» Your objective
Where does the string "filename" occur in the records? Copy each line that holds it.

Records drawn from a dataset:
=== Begin Enclosure ===

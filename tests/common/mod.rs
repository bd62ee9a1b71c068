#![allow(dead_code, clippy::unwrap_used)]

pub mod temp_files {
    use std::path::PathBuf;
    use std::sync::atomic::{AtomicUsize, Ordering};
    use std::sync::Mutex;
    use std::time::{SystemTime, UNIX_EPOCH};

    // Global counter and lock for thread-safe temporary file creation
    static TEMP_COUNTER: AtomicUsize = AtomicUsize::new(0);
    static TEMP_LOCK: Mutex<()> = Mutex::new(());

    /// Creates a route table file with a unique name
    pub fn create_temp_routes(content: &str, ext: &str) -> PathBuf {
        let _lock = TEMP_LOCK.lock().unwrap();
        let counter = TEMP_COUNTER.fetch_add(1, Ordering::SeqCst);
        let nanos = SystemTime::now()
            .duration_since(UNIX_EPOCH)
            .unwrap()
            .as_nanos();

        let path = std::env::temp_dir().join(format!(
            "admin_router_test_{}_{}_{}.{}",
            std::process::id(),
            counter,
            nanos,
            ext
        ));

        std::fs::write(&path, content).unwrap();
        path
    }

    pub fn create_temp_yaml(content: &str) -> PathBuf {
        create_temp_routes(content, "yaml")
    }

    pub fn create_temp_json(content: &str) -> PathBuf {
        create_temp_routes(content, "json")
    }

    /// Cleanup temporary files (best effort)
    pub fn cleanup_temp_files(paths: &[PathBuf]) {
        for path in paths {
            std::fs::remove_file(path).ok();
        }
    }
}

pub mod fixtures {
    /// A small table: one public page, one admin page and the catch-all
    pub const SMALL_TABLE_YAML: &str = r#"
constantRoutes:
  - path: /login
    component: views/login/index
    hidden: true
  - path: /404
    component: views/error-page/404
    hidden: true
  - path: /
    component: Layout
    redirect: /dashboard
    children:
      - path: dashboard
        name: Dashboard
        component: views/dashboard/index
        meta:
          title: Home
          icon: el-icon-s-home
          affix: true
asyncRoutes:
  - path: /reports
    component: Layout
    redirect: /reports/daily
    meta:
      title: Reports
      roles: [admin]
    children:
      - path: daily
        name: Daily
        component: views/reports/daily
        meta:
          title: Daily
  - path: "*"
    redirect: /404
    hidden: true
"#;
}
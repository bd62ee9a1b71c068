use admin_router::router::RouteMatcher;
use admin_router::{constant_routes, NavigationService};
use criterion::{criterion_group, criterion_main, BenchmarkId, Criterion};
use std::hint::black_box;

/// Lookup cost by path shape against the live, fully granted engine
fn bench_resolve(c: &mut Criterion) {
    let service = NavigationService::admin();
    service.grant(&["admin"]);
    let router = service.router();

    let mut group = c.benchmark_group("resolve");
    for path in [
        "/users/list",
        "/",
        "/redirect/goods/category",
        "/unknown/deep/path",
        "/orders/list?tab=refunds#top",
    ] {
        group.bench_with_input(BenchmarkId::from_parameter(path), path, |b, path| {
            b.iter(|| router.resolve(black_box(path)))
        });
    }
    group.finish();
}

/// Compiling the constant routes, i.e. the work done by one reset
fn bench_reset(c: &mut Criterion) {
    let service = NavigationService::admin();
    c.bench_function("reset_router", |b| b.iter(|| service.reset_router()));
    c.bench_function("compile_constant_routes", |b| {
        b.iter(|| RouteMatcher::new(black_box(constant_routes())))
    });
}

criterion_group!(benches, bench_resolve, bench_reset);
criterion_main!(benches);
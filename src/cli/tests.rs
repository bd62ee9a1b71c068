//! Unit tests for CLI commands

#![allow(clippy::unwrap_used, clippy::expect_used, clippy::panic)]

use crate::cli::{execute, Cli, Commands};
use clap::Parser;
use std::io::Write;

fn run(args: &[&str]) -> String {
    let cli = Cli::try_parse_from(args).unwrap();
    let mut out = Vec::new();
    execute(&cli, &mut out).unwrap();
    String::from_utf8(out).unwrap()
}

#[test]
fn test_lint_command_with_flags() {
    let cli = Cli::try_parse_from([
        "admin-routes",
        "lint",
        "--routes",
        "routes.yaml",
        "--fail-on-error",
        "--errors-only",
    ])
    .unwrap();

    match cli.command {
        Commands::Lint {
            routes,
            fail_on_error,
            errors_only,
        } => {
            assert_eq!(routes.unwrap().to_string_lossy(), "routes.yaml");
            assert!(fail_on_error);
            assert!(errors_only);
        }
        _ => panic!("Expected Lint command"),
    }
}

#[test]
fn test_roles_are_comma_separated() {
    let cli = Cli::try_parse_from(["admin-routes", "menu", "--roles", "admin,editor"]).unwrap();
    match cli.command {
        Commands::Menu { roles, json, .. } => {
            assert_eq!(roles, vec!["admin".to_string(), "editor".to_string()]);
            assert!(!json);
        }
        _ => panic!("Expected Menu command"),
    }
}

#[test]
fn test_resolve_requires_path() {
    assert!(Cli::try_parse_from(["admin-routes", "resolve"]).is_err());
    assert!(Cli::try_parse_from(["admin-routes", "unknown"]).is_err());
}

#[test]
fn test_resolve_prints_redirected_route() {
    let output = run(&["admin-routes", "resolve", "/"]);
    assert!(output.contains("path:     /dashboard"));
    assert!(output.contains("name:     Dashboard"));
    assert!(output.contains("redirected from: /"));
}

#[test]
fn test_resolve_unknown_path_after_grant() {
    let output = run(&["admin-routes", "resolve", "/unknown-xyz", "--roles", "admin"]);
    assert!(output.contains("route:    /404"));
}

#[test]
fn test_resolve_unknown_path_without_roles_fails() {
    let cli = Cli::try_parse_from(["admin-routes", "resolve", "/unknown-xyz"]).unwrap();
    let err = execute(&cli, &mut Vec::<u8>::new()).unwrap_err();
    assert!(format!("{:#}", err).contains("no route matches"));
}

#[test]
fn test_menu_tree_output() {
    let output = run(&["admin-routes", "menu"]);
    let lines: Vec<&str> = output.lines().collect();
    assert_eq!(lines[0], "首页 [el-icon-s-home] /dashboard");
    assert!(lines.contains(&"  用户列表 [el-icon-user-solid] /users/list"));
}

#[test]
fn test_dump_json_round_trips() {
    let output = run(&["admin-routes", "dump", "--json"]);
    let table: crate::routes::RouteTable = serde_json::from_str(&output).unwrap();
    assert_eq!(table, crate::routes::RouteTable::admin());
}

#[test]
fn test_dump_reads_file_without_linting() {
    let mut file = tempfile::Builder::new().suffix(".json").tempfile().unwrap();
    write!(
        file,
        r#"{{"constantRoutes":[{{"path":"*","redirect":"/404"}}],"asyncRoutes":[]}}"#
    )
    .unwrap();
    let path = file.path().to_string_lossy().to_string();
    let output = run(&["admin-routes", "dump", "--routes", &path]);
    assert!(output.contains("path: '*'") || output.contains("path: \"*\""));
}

=== End Enclosure ===

» Exercise output
filename tests/common/mod.rs
filename src/cli/tests.rs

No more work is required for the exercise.